Genistein reduces the risk of local mammary cancer recurrence and ameliorates maternal high-fat diet induced alterations in gut microbiota in the offspring of obese dams

High birth weight increases daughter breast cancer risk and mortality, possibly by causing gut dysbiosis and suppressing anti-tumor immune responses. Because genistein modifies the gut microbiome and improves anti-tumor immunity, we investigated if feeding genistein to adult offspring of obesity inducing high fat diet (HFD) fed dams will increase offspring responsiveness to antiestrogen tamoxifen (TAM) and reduce the risk in local mammary cancer recurrence. Our results show that genistein or soy flour did not significantly affect the control offspring. At the end of the tumor monitoring period, genistein reversed the elevated levels of mRNA expression of multiple genes involved in tumor immune regulation in the HFD offspring. Genistein supplementation also increased the expression of anti-tumor CD8a expression. None of these differences were seen in tamoxifen resistant mammary tumors or recurring mammary tumors. Genistein ameliorated the maternal HFD induced gut microbial dysbiosis and increased the abundance of Akkermansia muciniphila in the offspring of rats regardless of maternal diets. Untargeted metabolome analysis suggested that maternal HFD altered the offspring gut microenvironment in a manner that may promote tumor Warburg effect.

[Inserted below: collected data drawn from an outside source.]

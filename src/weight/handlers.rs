use axum::{
    extract::{Query, State},
    routing::get,
    Json, Router,
};
use serde::{Deserialize, Serialize};
use serde_json::json;
use time::macros::format_description;
use time::Date;
use tracing::instrument;
use uuid::Uuid;

use crate::error::ApiError;
use crate::state::AppState;

use super::repo::{self, WeightEntry};

pub fn routes() -> Router<AppState> {
    Router::new()
        .route("/weight_history", get(weight_history))
        .route("/weight_history/last", get(last_weight))
}

#[derive(Debug, Deserialize)]
pub struct LastWeightQuery {
    pub user_id: Option<Uuid>,
    pub date: Option<String>,
}

#[derive(Debug, Deserialize)]
pub struct HistoryQuery {
    pub user_id: Option<Uuid>,
}

#[derive(Debug, Serialize)]
pub struct WeightResponse {
    pub weight: f64,
    pub recorded_at: String,
}

impl From<WeightEntry> for WeightResponse {
    fn from(e: WeightEntry) -> Self {
        Self {
            weight: e.weight,
            recorded_at: e.recorded_at.to_string(),
        }
    }
}

fn parse_date(raw: &str) -> Result<Date, ApiError> {
    Date::parse(raw, format_description!("[year]-[month]-[day]")).map_err(|_| {
        ApiError::validation_with(
            "invalid date",
            json!({ "date": format!("expected YYYY-MM-DD, got '{raw}'") }),
        )
    })
}

#[instrument(skip(state))]
pub async fn last_weight(
    State(state): State<AppState>,
    Query(q): Query<LastWeightQuery>,
) -> Result<Json<WeightResponse>, ApiError> {
    let (Some(user_id), Some(date)) = (q.user_id, q.date.as_deref()) else {
        return Err(ApiError::validation("user_id and date are required"));
    };
    let date = parse_date(date)?;

    let entry = repo::last_before(&state.db, user_id, date)
        .await?
        .ok_or(ApiError::NotFound("weight entry"))?;
    Ok(Json(WeightResponse::from(entry)))
}

#[instrument(skip(state))]
pub async fn weight_history(
    State(state): State<AppState>,
    Query(q): Query<HistoryQuery>,
) -> Result<Json<Vec<WeightResponse>>, ApiError> {
    let Some(user_id) = q.user_id else {
        return Err(ApiError::validation("user_id is required"));
    };

    let entries = repo::history(&state.db, user_id).await?;
    Ok(Json(entries.into_iter().map(WeightResponse::from).collect()))
}
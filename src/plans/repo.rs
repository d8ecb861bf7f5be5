use sqlx::{FromRow, PgPool, Postgres, Transaction};
use time::{Date, OffsetDateTime};
use uuid::Uuid;

#[derive(Debug, Clone, FromRow)]
pub struct Plan {
    pub id: Uuid,
    pub user_id: Uuid,
    pub date: Date,
    pub created_at: OffsetDateTime,
}

/// Plan row with the owner's name joined in, for listings.
#[derive(Debug, Clone, FromRow)]
pub struct PlanWithUser {
    pub id: Uuid,
    pub user_id: Uuid,
    pub date: Date,
    pub created_at: OffsetDateTime,
    pub user_name: Option<String>,
}

pub async fn list(db: &PgPool, user_id: Option<Uuid>) -> sqlx::Result<Vec<PlanWithUser>> {
    sqlx::query_as::<_, PlanWithUser>(
        r#"
        SELECT mp.id, mp.user_id, mp.date, mp.created_at, u.name AS user_name
        FROM meal_plans mp
        LEFT JOIN users u ON mp.user_id = u.id
        WHERE ($1::uuid IS NULL OR mp.user_id = $1)
        ORDER BY mp.date DESC
        "#,
    )
    .bind(user_id)
    .fetch_all(db)
    .await
}

pub async fn get(db: &PgPool, id: Uuid) -> sqlx::Result<Option<PlanWithUser>> {
    sqlx::query_as::<_, PlanWithUser>(
        r#"
        SELECT mp.id, mp.user_id, mp.date, mp.created_at, u.name AS user_name
        FROM meal_plans mp
        LEFT JOIN users u ON mp.user_id = u.id
        WHERE mp.id = $1
        "#,
    )
    .bind(id)
    .fetch_optional(db)
    .await
}

pub async fn find_by_user_date(
    db: &PgPool,
    user_id: Uuid,
    date: Date,
) -> sqlx::Result<Option<Uuid>> {
    let row: Option<(Uuid,)> =
        sqlx::query_as(r#"SELECT id FROM meal_plans WHERE user_id = $1 AND date = $2"#)
            .bind(user_id)
            .bind(date)
            .fetch_optional(db)
            .await?;
    Ok(row.map(|(id,)| id))
}

pub async fn insert(db: &PgPool, user_id: Uuid, date: Date) -> sqlx::Result<Plan> {
    sqlx::query_as::<_, Plan>(
        r#"
        INSERT INTO meal_plans (user_id, date)
        VALUES ($1, $2)
        RETURNING id, user_id, date, created_at
        "#,
    )
    .bind(user_id)
    .bind(date)
    .fetch_one(db)
    .await
}

pub async fn delete(db: &PgPool, id: Uuid) -> sqlx::Result<u64> {
    let result = sqlx::query(r#"DELETE FROM meal_plans WHERE id = $1"#)
        .bind(id)
        .execute(db)
        .await?;
    Ok(result.rows_affected())
}

pub async fn exists(db: &PgPool, id: Uuid) -> sqlx::Result<bool> {
    let row: Option<(Uuid,)> = sqlx::query_as(r#"SELECT id FROM meal_plans WHERE id = $1"#)
        .bind(id)
        .fetch_optional(db)
        .await?;
    Ok(row.is_some())
}

/// Existence check that also takes a row lock for the rest of the
/// transaction. Concurrent writers to the same plan queue up here, which is
/// what keeps the overlap check race-free and the copy full-replace atomic.
pub async fn lock_tx(tx: &mut Transaction<'_, Postgres>, id: Uuid) -> sqlx::Result<bool> {
    let row: Option<(Uuid,)> =
        sqlx::query_as(r#"SELECT id FROM meal_plans WHERE id = $1 FOR UPDATE"#)
            .bind(id)
            .fetch_optional(&mut **tx)
            .await?;
    Ok(row.is_some())
}
use serde::{Deserialize, Serialize};
use uuid::Uuid;

use super::repo::{Item, ItemWithDish};

#[derive(Debug, Deserialize)]
pub struct ItemsQuery {
    pub block_id: Option<Uuid>,
}

#[derive(Debug, Deserialize)]
pub struct CreateItemRequest {
    pub block_id: Option<Uuid>,
    // Nullable on purpose: an item without a dish is a bare entry
    // such as plain water.
    pub dish_id: Option<Uuid>,
    pub amount: Option<f64>,
    pub note: Option<String>,
}

#[derive(Debug, Deserialize)]
pub struct UpdateItemRequest {
    pub amount: Option<f64>,
    pub note: Option<String>,
}

#[derive(Debug, Serialize)]
pub struct ItemResponse {
    pub id: Uuid,
    pub block_id: Uuid,
    pub dish_id: Option<Uuid>,
    pub amount: f64,
    pub note: Option<String>,
}

impl From<Item> for ItemResponse {
    fn from(i: Item) -> Self {
        Self {
            id: i.id,
            block_id: i.block_id,
            dish_id: i.dish_id,
            amount: i.amount,
            note: i.note,
        }
    }
}

/// Listing row: the item plus its dish's display data, when it has a dish.
#[derive(Debug, Serialize)]
pub struct ItemListEntry {
    pub id: Uuid,
    pub block_id: Uuid,
    pub dish_id: Option<Uuid>,
    pub amount: f64,
    pub note: Option<String>,
    pub dish_name: Option<String>,
    pub unit: Option<String>,
    pub calories_per_100: Option<f64>,
    pub proteins_per_100: Option<f64>,
    pub fats_per_100: Option<f64>,
    pub carbs_per_100: Option<f64>,
}

impl From<ItemWithDish> for ItemListEntry {
    fn from(i: ItemWithDish) -> Self {
        Self {
            id: i.id,
            block_id: i.block_id,
            dish_id: i.dish_id,
            amount: i.amount,
            note: i.note,
            dish_name: i.dish_name,
            unit: i.unit,
            calories_per_100: i.calories_per_100,
            proteins_per_100: i.proteins_per_100,
            fats_per_100: i.fats_per_100,
            carbs_per_100: i.carbs_per_100,
        }
    }
}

Genistein supplementation significantly increased gut phloretin levels and enhanced pathways related to the pro-resolving phase of inflammation and polyamine metabolism in the offspring of rats fed HFD. If translatable to breast cancer patients, these findings suggest that while genistein intake should not be initiated with TAM therapy, subsequent supplementation during the therapy might prevent recurrences after the therapy concludes, particularly in individuals with a high risk of recurrence.